The United States as a country is losing its way. Many global businesses are losing their way. The educational system is losing its way. This is not the prelude to some political office campaign. This is a fact of life. We have become accustomed to becoming in essence, a nation of robots. By the nature of this attitude we are condemning our organizations to a period of a lack of innovation and making our businesses great.
When we are brought into this world we learn by experimenting. Think back to the first time you tried to touch a hot stovetop. The first time you touched it and got hurt. The second time you approached a new experience and you began by thinking about your options and whether you were putting your safety at risk. You entered the educational system and your teacher’s from the earliest stages began to stress the benefits of using your mental capacities to discover the answers to questions. Especially in the STEM subjects, the use of critical thinking skills becomes a necessary requirement for the resolution of these issues.
Fast forward to post educational system involvement where the workplace has changed the whole environment. Your organization has gone to a great expense of energy to develop your corporate mantra. In turn you expect everyone to fall in line with the wisdom from high and never question the edicts from the corner office. We tend to judge the success of an individual based on how they follow these edicts. You structure the annual performance review based on how well human capital assets perform based on the orders from the management. Failure is not tolerated so you demean any suggestion of a better way to do something. You want innovation and to reach Jim Collin’s Good to Great. But you don’t want to consider truly looking at the question we proposed a couple of weeks ago – What if?
The TLS Continuum requires you to set this model on its head. We start with the “T” in the TLS Continuum or the Theory of Constraints. Eliyahu Goldratt in the Goal suggested that the intent of the TOC is about people trying to understand what makes their world tick. It requires you to think logically and consistently about your problems and determine the relationship between actions and results. It requires you to return to the age of the young child at the stove who gets burned once and then considers his or her options when they see the hot stove again.
So what is the missing element in process improvement? That missing element is the use of critical thinking skills. The Critical Thinking Community defines it as that mode of thinking — about any subject, content, or problem — in which the thinker improves the quality of his or her thinking by skillfully analyzing, assessing, and reconstructing it. It means that we become more innovative through carefully taking a problem an analyzing why we have the problem and what is the cause and effect of the issue. When we have finished the analyzing we then assess the impact on the organization and then reconstruct the process with inclusion of our solutions. It does not mean that the boss says do this and like the robots we mentioned earlier, blindly follow. It means we need to take the time and effort to accept the problems as a starting point and then as a cross-functional team develop a solution for the problem based on careful consideration of all the factors before us.
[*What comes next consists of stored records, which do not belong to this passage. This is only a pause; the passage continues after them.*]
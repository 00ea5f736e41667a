//! Crate-wide error taxonomy.
//!
//! Every fallible core operation returns [`enum@Error`]. The variants are
//! grouped by subsystem (auth, vault, store, validation, transport, sync)
//! and map 1:1 onto the HTTP status codes the server speaks and onto the
//! diagnostic lines the CLI prints.

use thiserror::Error;

pub type Result<T> = std::result::Result<T, Error>;

#[derive(Debug, Error)]
pub enum Error {
    // ── Auth ────────────────────────────────────────────────────────
    #[error("not authenticated; run `keepr login` first")]
    Unauthenticated,

    #[error("invalid login or password")]
    BadCredentials,

    #[error("session token expired; run `keepr login` again")]
    TokenExpired,

    // ── Vault ───────────────────────────────────────────────────────
    #[error("vault already initialized")]
    VaultExists,

    #[error("vault not initialized; run `keepr init` first")]
    VaultMissing,

    #[error("wrong master password")]
    BadPassword,

    #[error("vault is locked; run `keepr unlock` first")]
    Locked,

    #[error("ciphertext failed authentication")]
    BadCiphertext,

    #[error("vault session expired; run `keepr unlock` again")]
    SessionExpired,

    // ── Store ───────────────────────────────────────────────────────
    #[error("record not found")]
    NotFound,

    #[error("record was deleted")]
    Deleted,

    #[error("version mismatch: expected {expected}, stored {stored}")]
    VersionMismatch { expected: i64, stored: i64 },

    #[error("storage is full")]
    StorageFull,

    #[error("storage error: {0}")]
    Storage(String),

    // ── Validation ──────────────────────────────────────────────────
    #[error("validation failed: {0}")]
    Unprocessable(String),

    // ── Transport ───────────────────────────────────────────────────
    #[error("server unreachable: {0}")]
    Unreachable(String),

    #[error("server fault: {0}")]
    ServerFault(String),

    #[error("malformed server response: {0}")]
    BadResponse(String),

    // ── Sync ────────────────────────────────────────────────────────
    #[error("a sync is already in progress")]
    InProgress,

    #[error("sync ran {0}s ago, cooling down")]
    Cooldown(u64),

    #[error("server storage quota exceeded")]
    QuotaExceeded,
}

impl Error {
    /// True when a retry within the transport budget may help.
    pub fn is_transient(&self) -> bool {
        matches!(self, Self::Unreachable(_) | Self::ServerFault(_))
    }
}

impl From<rusqlite::Error> for Error {
    fn from(e: rusqlite::Error) -> Self {
        match e {
            rusqlite::Error::QueryReturnedNoRows => Self::NotFound,
            rusqlite::Error::SqliteFailure(err, msg)
                if err.code == rusqlite::ErrorCode::DiskFull =>
            {
                let _ = msg;
                Self::StorageFull
            }
            other => Self::Storage(other.to_string()),
        }
    }
}

impl From<std::io::Error> for Error {
    fn from(e: std::io::Error) -> Self {
        Self::Storage(e.to_string())
    }
}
The United States as a country is losing its way. Many global businesses are losing their way. The educational system is losing its way. This is not the prelude to some political office campaign. This is a fact of life. We have become accustomed to becoming in essence, a nation of robots. We have truly forgotten what it was like to be the child at the stove. We push innovation and improvement without the utilization of critical thinking skills. We somehow have migrated to the belief that there is only one way to perform a process and to question that because we critically looked at the process is a sign of insubordination. If we want to create an innovative organization we have to return to thinking like the child who is exploring the world for the first time. We need to return to using those critical thinking skills that our schools first taught us and then taught us that the road to success in business was to unlearn those same skills. Yes we have a talent shortage, a talent shortage of business men and women who know how to critically think about their organization’s and the impact on the customers and the marketplace.